Oncolytic viruses (OV) could become the most powerful and selective cancer therapies. However, the limited transport of OV into and throughout tumors following intravenous injection means their clinical administration is often restricted to direct intratumoral dosing. Application of physical stimuli, such as focused ultrasound, offers a means of achieving enhanced mass transport. In particular, shockwaves and microstreaming resulting from the instigation of an ultrasound-induced event known as inertial cavitation can propel OV hundreds of microns.
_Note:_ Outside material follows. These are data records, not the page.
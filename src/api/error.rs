//! API Error Types
//!
//! Defines error types for the API layer and implements conversion
//! to HTTP responses with appropriate status codes.

use axum::{
    http::StatusCode,
    response::{IntoResponse, Response},
    Json,
};
use serde::Serialize;
use thiserror::Error;

use crate::dashboard::SelectionError;
use crate::loader::LoadError;

/// API error types
#[derive(Error, Debug)]
pub enum ApiError {
    /// Request validation failed
    #[error("Validation error: {0}")]
    Validation(String),

    /// Resource not found
    #[error("Not found: {0}")]
    NotFound(String),

    /// Selection transition rejected
    #[error("Selection error: {0}")]
    Selection(#[from] SelectionError),

    /// Patient service fetch failed
    #[error("Load error: {0}")]
    Load(#[from] LoadError),

    /// Internal server error
    #[error("Internal error: {0}")]
    Internal(String),

    /// IO error
    #[error("IO error: {0}")]
    Io(#[from] std::io::Error),
}

/// Error response body
#[derive(Serialize)]
pub struct ErrorResponse {
    pub error: ErrorBody,
    pub request_id: String,
}

/// Error details
#[derive(Serialize)]
pub struct ErrorBody {
    pub code: String,
    pub message: String,
}

impl ApiError {
    /// HTTP status and error code for this error
    pub fn status_and_code(&self) -> (StatusCode, &'static str) {
        match self {
            ApiError::Validation(_) => (StatusCode::BAD_REQUEST, "VALIDATION_ERROR"),
            ApiError::NotFound(_) => (StatusCode::NOT_FOUND, "NOT_FOUND"),
            ApiError::Selection(_) => (StatusCode::NOT_FOUND, "PATIENT_NOT_FOUND"),
            ApiError::Load(e) => match e {
                LoadError::Timeout => (StatusCode::GATEWAY_TIMEOUT, "UPSTREAM_TIMEOUT"),
                _ => (StatusCode::BAD_GATEWAY, "UPSTREAM_ERROR"),
            },
            ApiError::Internal(_) => (StatusCode::INTERNAL_SERVER_ERROR, "INTERNAL_ERROR"),
            ApiError::Io(_) => (StatusCode::INTERNAL_SERVER_ERROR, "IO_ERROR"),
        }
    }
}

impl IntoResponse for ApiError {
    fn into_response(self) -> Response {
        let (status, code) = self.status_and_code();

        let request_id = uuid::Uuid::new_v4().to_string();

        tracing::error!(
            request_id = %request_id,
            error_code = %code,
            error_message = %self,
            "API error occurred"
        );

        let body = ErrorResponse {
            error: ErrorBody {
                code: code.to_string(),
                message: self.to_string(),
            },
            request_id,
        };

        (status, Json(body)).into_response()
    }
}

/// Result type for API operations
pub type ApiResult<T> = Result<T, ApiError>;

#[cfg(test)]
mod tests {
    use super::*;

    #[test]
    fn test_status_mapping() {
        let err = ApiError::from(SelectionError::NotFound("Nobody".to_string()));
        assert_eq!(err.status_and_code(), (StatusCode::NOT_FOUND, "PATIENT_NOT_FOUND"));

        let err = ApiError::from(LoadError::Http {
            status: 401,
            message: String::new(),
        });
        assert_eq!(err.status_and_code(), (StatusCode::BAD_GATEWAY, "UPSTREAM_ERROR"));

        let err = ApiError::from(LoadError::Timeout);
        assert_eq!(err.status_and_code().0, StatusCode::GATEWAY_TIMEOUT);
    }

    #[test]
    fn test_into_response_status() {
        let response = ApiError::Validation("name must not be empty".to_string()).into_response();
        assert_eq!(response.status(), StatusCode::BAD_REQUEST);
    }
}
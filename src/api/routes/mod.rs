//! API Routes
//!
//! Route handlers organized by functionality.

pub mod dashboard;
pub mod health;
pub mod selection;
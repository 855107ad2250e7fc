//! Load-and-select workflow
//!
//! Fetches the list once and picks the default selection by name. The
//! selection rule is kept as a pure function so it can be tested without
//! a network.

use super::client::PatientSource;
use super::error::LoadResult;
use crate::records::Patient;

/// Outcome of a successful load
#[derive(Debug, Clone, Default, PartialEq)]
pub struct Loaded {
    /// Records in service order
    pub patients: Vec<Patient>,
    /// Default selection, if a record matched by name
    pub selected: Option<Patient>,
}

/// Destination for a successful load, assigned callback-style
pub trait LoadSink {
    fn set_patients(&mut self, patients: Vec<Patient>);
    fn set_selected(&mut self, selected: Option<Patient>);
}

/// Stages a load for a later `DashboardState::loaded` transition
impl LoadSink for Loaded {
    fn set_patients(&mut self, patients: Vec<Patient>) {
        self.patients = patients;
    }

    fn set_selected(&mut self, selected: Option<Patient>) {
        self.selected = selected;
    }
}

/// First record whose name equals `name` exactly
pub fn select_default(records: &[Patient], name: &str) -> Option<Patient> {
    records.iter().find(|p| p.has_name(name)).cloned()
}

/// Fetch the patient list and compute the default selection
pub async fn load_patients(
    source: &dyn PatientSource,
    token: &str,
    default_name: &str,
) -> LoadResult<Loaded> {
    tracing::info!(endpoint = %source.endpoint(), "Loading patient records");

    let patients = source.fetch(token).await?;
    let selected = select_default(&patients, default_name);

    match &selected {
        Some(p) => tracing::info!(
            count = patients.len(),
            selected = %p.name,
            "Patient records loaded"
        ),
        None => tracing::info!(
            count = patients.len(),
            default_name = %default_name,
            "Patient records loaded, default patient not present"
        ),
    }

    Ok(Loaded { patients, selected })
}

/// Load and publish into `sink`; the sink is only touched on success
pub async fn get_patient_data<S: LoadSink + ?Sized>(
    source: &dyn PatientSource,
    token: &str,
    default_name: &str,
    sink: &mut S,
) -> LoadResult<()> {
    let loaded = load_patients(source, token, default_name).await?;
    sink.set_patients(loaded.patients);
    sink.set_selected(loaded.selected);
    Ok(())
}
//! # Patient Dashboard
//!
//! Fetches patient records from a remote service over Basic-Auth HTTP and
//! presents them as a three-panel diagnosis dashboard.
//!
//! ## Features
//!
//! - **Typed records**: Patient profiles, monthly vitals and diagnoses
//! - **Single load**: One GET on start, no retries or caching
//! - **Explicit state**: Immutable snapshots advanced by discrete transitions
//! - **Views**: Patient list, blood-pressure history and detail panels
//!
//! ## Modules
//!
//! - [`credentials`]: Static Basic-Auth token
//! - [`loader`]: Patient fetch and default selection
//! - [`dashboard`]: Dashboard state transitions
//! - [`view`]: Panel view models and text rendering
//! - [`api`]: REST API server with Axum
//!
//! ## Quick Start
//!
//! ```rust,no_run
//! use patient_dashboard::credentials::get_auth_token;
//! use patient_dashboard::dashboard::DashboardState;
//! use patient_dashboard::loader::*;
//! use patient_dashboard::view::{render_text, DashboardView};
//!
//! #[tokio::main]
//! async fn main() -> Result<(), Box<dyn std::error::Error>> {
//!     let source = HttpPatientSource::new(SourceConfig::default())?;
//!     let state = DashboardState::new();
//!
//!     let state = match load_patients(&source, &get_auth_token(), DEFAULT_PATIENT_NAME).await {
//!         Ok(loaded) => state.loaded(loaded),
//!         Err(e) => state.failed(e.to_string()),
//!     };
//!
//!     print!("{}", render_text(&DashboardView::from_state(&state)));
//!     Ok(())
//! }
//! ```

pub mod api;
pub mod config;
pub mod credentials;
pub mod dashboard;
pub mod loader;
pub mod records;
pub mod view;

// Re-export top-level types for convenience
pub use records::{
    BloodPressure, DiagnosisHistoryEntry, Diagnostic, Patient, Reading, ReadingValue,
};

pub use credentials::{get_auth_token, Credentials};

pub use loader::{
    get_patient_data, load_patients, select_default, HttpPatientSource, LoadError, LoadResult,
    LoadSink, Loaded, PatientSource, SourceConfig,
};

pub use dashboard::{DashboardState, LoadStatus, SelectionError};

pub use view::{render_text, DashboardView, Panels};

pub use api::{build_router, serve, ApiConfig, ApiError, AppState};

pub use config::{
    Config, ConfigError, ConfigReport, LoggingConfig, PatientSourceConfig, ServerConfig,
};
//! Data Transfer Objects
//!
//! Request and response types for the API endpoints that are not view
//! models themselves.

use serde::{Deserialize, Serialize};

use crate::dashboard::LoadStatus;

// ============================================
// SELECTION DTOs
// ============================================

/// Select a patient by name
#[derive(Debug, Deserialize)]
pub struct SelectRequest {
    pub name: String,
}

// ============================================
// RELOAD DTOs
// ============================================

/// Outcome of a reload
#[derive(Debug, Serialize)]
pub struct ReloadResponse {
    /// Status: "ok"
    pub status: String,
    /// Number of records loaded
    pub patients: usize,
    /// Name of the selected record, if any
    #[serde(skip_serializing_if = "Option::is_none")]
    pub selected: Option<String>,
}

// ============================================
// HEALTH DTOs
// ============================================

/// Full health status
#[derive(Debug, Serialize)]
pub struct HealthResponse {
    /// Overall status: healthy, loading, degraded
    pub status: String,
    /// Dashboard load status
    pub load: LoadStatus,
    /// Number of loaded records
    pub patients: usize,
    /// Server uptime in seconds
    pub uptime_seconds: u64,
    /// Application version
    pub version: String,
}
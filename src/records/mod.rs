//! Patient Records
//!
//! Typed model of the JSON served by the remote patient endpoint.

mod types;

pub use types::{BloodPressure, DiagnosisHistoryEntry, Diagnostic, Patient, Reading, ReadingValue};
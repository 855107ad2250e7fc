//! Dashboard View Layer
//!
//! Turns a dashboard snapshot into the three panels:
//!
//! - **Patients**: the loaded list with the selection highlighted
//! - **Diagnosis**: blood-pressure chart series, vitals cards, diagnosis list
//! - **Detail**: profile fields and lab results
//!
//! The models are serialized by the API and rendered as text by the CLI.

mod panels;
mod text;

pub use panels::{
    patient_list, BloodPressureChart, ChartSeries, DashboardView, DetailPanel, DiagnosisPanel,
    DiagnosticRow, Panels, PatientListItem, PressureComponent, VitalCard, BLOOD_PRESSURE_LABEL,
    EMPTY_MESSAGE, LOADING_MESSAGE, NO_LAB_RESULTS_MESSAGE,
};
pub use text::{render_detail, render_diagnosis, render_patient_list, render_text};
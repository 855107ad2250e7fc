//! Credential Provider
//!
//! Produces the static Basic-Auth token sent with every patient fetch.
//! The pair is fixed at build time (optionally overridden by config);
//! there is no secret store behind it.

use base64::{engine::general_purpose::STANDARD, Engine};

/// Built-in username for the patient service
pub const DEFAULT_USERNAME: &str = "coalition";

/// Built-in password for the patient service
pub const DEFAULT_PASSWORD: &str = "skills-test";

/// Username/password pair for Basic-Auth
#[derive(Clone, PartialEq, Eq)]
pub struct Credentials {
    pub username: String,
    pub password: String,
}

impl Credentials {
    pub fn new(username: impl Into<String>, password: impl Into<String>) -> Self {
        Self {
            username: username.into(),
            password: password.into(),
        }
    }

    /// base64 of `username:password`
    pub fn token(&self) -> String {
        STANDARD.encode(format!("{}:{}", self.username, self.password))
    }

    /// Value for the `Authorization` header
    pub fn authorization_header(&self) -> String {
        format!("Basic {}", self.token())
    }
}

impl Default for Credentials {
    fn default() -> Self {
        Self::new(DEFAULT_USERNAME, DEFAULT_PASSWORD)
    }
}

// Keep the password out of logs.
impl std::fmt::Debug for Credentials {
    fn fmt(&self, f: &mut std::fmt::Formatter<'_>) -> std::fmt::Result {
        f.debug_struct("Credentials")
            .field("username", &self.username)
            .field("password", &"***")
            .finish()
    }
}

/// Token for the built-in credential pair
pub fn get_auth_token() -> String {
    Credentials::default().token()
}
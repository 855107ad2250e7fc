//! Patient Dashboard CLI
//!
//! Command-line interface for the patient dashboard:
//! - Show the full dashboard
//! - List patients
//! - Print a patient's diagnosis history
//! - Generate a config file

use clap::{Parser, Subcommand};
use patient_dashboard::config::{generate_default_config, Config};
use patient_dashboard::dashboard::DashboardState;
use patient_dashboard::loader::{get_patient_data, HttpPatientSource, Loaded};
use patient_dashboard::view::{
    patient_list, render_diagnosis, render_patient_list, render_text, DashboardView,
    DiagnosisPanel, EMPTY_MESSAGE,
};
use std::path::PathBuf;

#[derive(Parser)]
#[command(name = "patient-dashboard")]
#[command(version = env!("CARGO_PKG_VERSION"))]
#[command(about = "Patient diagnosis dashboard in the terminal")]
pub struct Cli {
    #[command(subcommand)]
    pub command: Commands,

    /// Patient service URL (overrides config)
    #[arg(long, global = true)]
    pub url: Option<String>,

    /// Config file (default: standard locations)
    #[arg(short, long, global = true)]
    pub config: Option<PathBuf>,

    /// Output format (table, json)
    #[arg(short, long, default_value = "table", global = true)]
    pub format: String,

    /// Log level for diagnostics on stderr (overrides config)
    #[arg(long, global = true)]
    pub log_level: Option<String>,
}

#[derive(Subcommand)]
pub enum Commands {
    /// Show the full dashboard
    Show {
        /// Patient to select instead of the default
        #[arg(short, long)]
        patient: Option<String>,
    },

    /// List all patients
    List,

    /// Show a patient's diagnosis history
    History {
        /// Patient to show instead of the default
        #[arg(short, long)]
        patient: Option<String>,
    },

    /// Generate default config file
    Config {
        /// Output path (default: stdout)
        #[arg(short, long)]
        output: Option<PathBuf>,
    },
}

#[tokio::main]
async fn main() -> anyhow::Result<()> {
    let cli = Cli::parse();

    match cli.command {
        Commands::Show { patient } => {
            let state = load_or_exit(&cli.config, &cli.url, &cli.log_level).await?;
            let state = select(state, patient.as_deref());
            let view = DashboardView::from_state(&state);

            if cli.format == "json" {
                println!("{}", serde_json::to_string_pretty(&view)?);
            } else {
                print!("{}", render_text(&view));
            }
        }

        Commands::List => {
            let state = load_or_exit(&cli.config, &cli.url, &cli.log_level).await?;
            let items = patient_list(&state);

            if cli.format == "json" {
                println!("{}", serde_json::to_string_pretty(&items)?);
            } else {
                print!("{}", render_patient_list(&items));
            }
        }

        Commands::History { patient } => {
            let state = load_or_exit(&cli.config, &cli.url, &cli.log_level).await?;
            let state = select(state, patient.as_deref());

            let Some(selected) = state.selected_patient() else {
                eprintln!("No patient selected. Use --patient <NAME>.");
                std::process::exit(1);
            };

            let panel = DiagnosisPanel::from_patient(selected);
            if cli.format == "json" {
                println!("{}", serde_json::to_string_pretty(&panel)?);
            } else {
                println!("{}", selected.name);
                print!("{}", render_diagnosis(&panel));
            }
        }

        Commands::Config { output } => {
            let config = generate_default_config();

            match output {
                Some(path) => {
                    if let Some(parent) = path.parent() {
                        std::fs::create_dir_all(parent)?;
                    }
                    std::fs::write(&path, &config)?;
                    println!("Config written to {:?}", path);
                }
                None => {
                    print!("{}", config);
                }
            }
        }
    }

    Ok(())
}

/// Resolve config, init logging and load; exits when there is no data
async fn load_or_exit(
    config_path: &Option<PathBuf>,
    url: &Option<String>,
    log_level: &Option<String>,
) -> anyhow::Result<DashboardState> {
    let (mut config, report) = match config_path {
        Some(path) => (Config::load_with_env(path)?, None),
        None => {
            let (config, report) = Config::load_default();
            (config, Some(report))
        }
    };
    apply_flags(&mut config, url.as_deref(), log_level.as_deref());
    config.logging.init();
    if let Some(report) = report {
        report.log();
    }

    let state = load_dashboard(&config).await?;
    if state.is_empty() {
        println!("{}", EMPTY_MESSAGE);
        std::process::exit(1);
    }

    Ok(state)
}

/// Command-line flags win over file and environment, but only when given
fn apply_flags(config: &mut Config, url: Option<&str>, log_level: Option<&str>) {
    if let Some(url) = url {
        config.source.url = url.to_string();
    }
    if let Some(level) = log_level {
        config.logging.level = level.to_string();
    }
}

/// Run the single load and fold the outcome into a snapshot
async fn load_dashboard(config: &Config) -> anyhow::Result<DashboardState> {
    let source = HttpPatientSource::new(config.source.source_config())?;
    let token = config.source.credentials().token();
    let state = DashboardState::new();

    let mut staged = Loaded::default();
    let result = get_patient_data(
        &source,
        &token,
        &config.source.default_patient,
        &mut staged,
    )
    .await;

    let state = match result {
        Ok(()) => state.loaded(staged),
        Err(e) => {
            tracing::error!(kind = e.kind(), error = %e, "Error fetching patient data");
            state.failed(e.to_string())
        }
    };

    Ok(state)
}

/// Apply a `--patient` selection, exiting if the name is unknown
fn select(state: DashboardState, patient: Option<&str>) -> DashboardState {
    match patient {
        None => state,
        Some(name) => match state.select_by_name(name) {
            Ok(next) => next,
            Err(e) => {
                eprintln!("{}", e);
                std::process::exit(1);
            }
        },
    }
}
We have recently developed a polymeric cup formulation which, when delivered intravenously, provides the nuclei for instigation of sustained inertial cavitation events within tumors. Here we report that exposure of tumors to focused ultrasound after intravenous coinjection of cups and oncolytic vaccinia virus, leads to substantial and significant increases in activity. When cavitation was instigated within SKOV-3 or HepG2 xenografts, reporter gene expression from vaccinia virus was enhanced 1,000-fold (P < 0.0001) or 10,000-fold (P < 0.001), respectively. Similar increases in the number of vaccinia virus genomes recovered from tumors were also observed. In survival studies, the application of cup mediated cavitation to a vaccinia virus expressing a prodrug converting enzyme provided significant (P < 0.05) retardation of tumor growth. This technology could improve the clinical utility of all biological therapeutics including OV.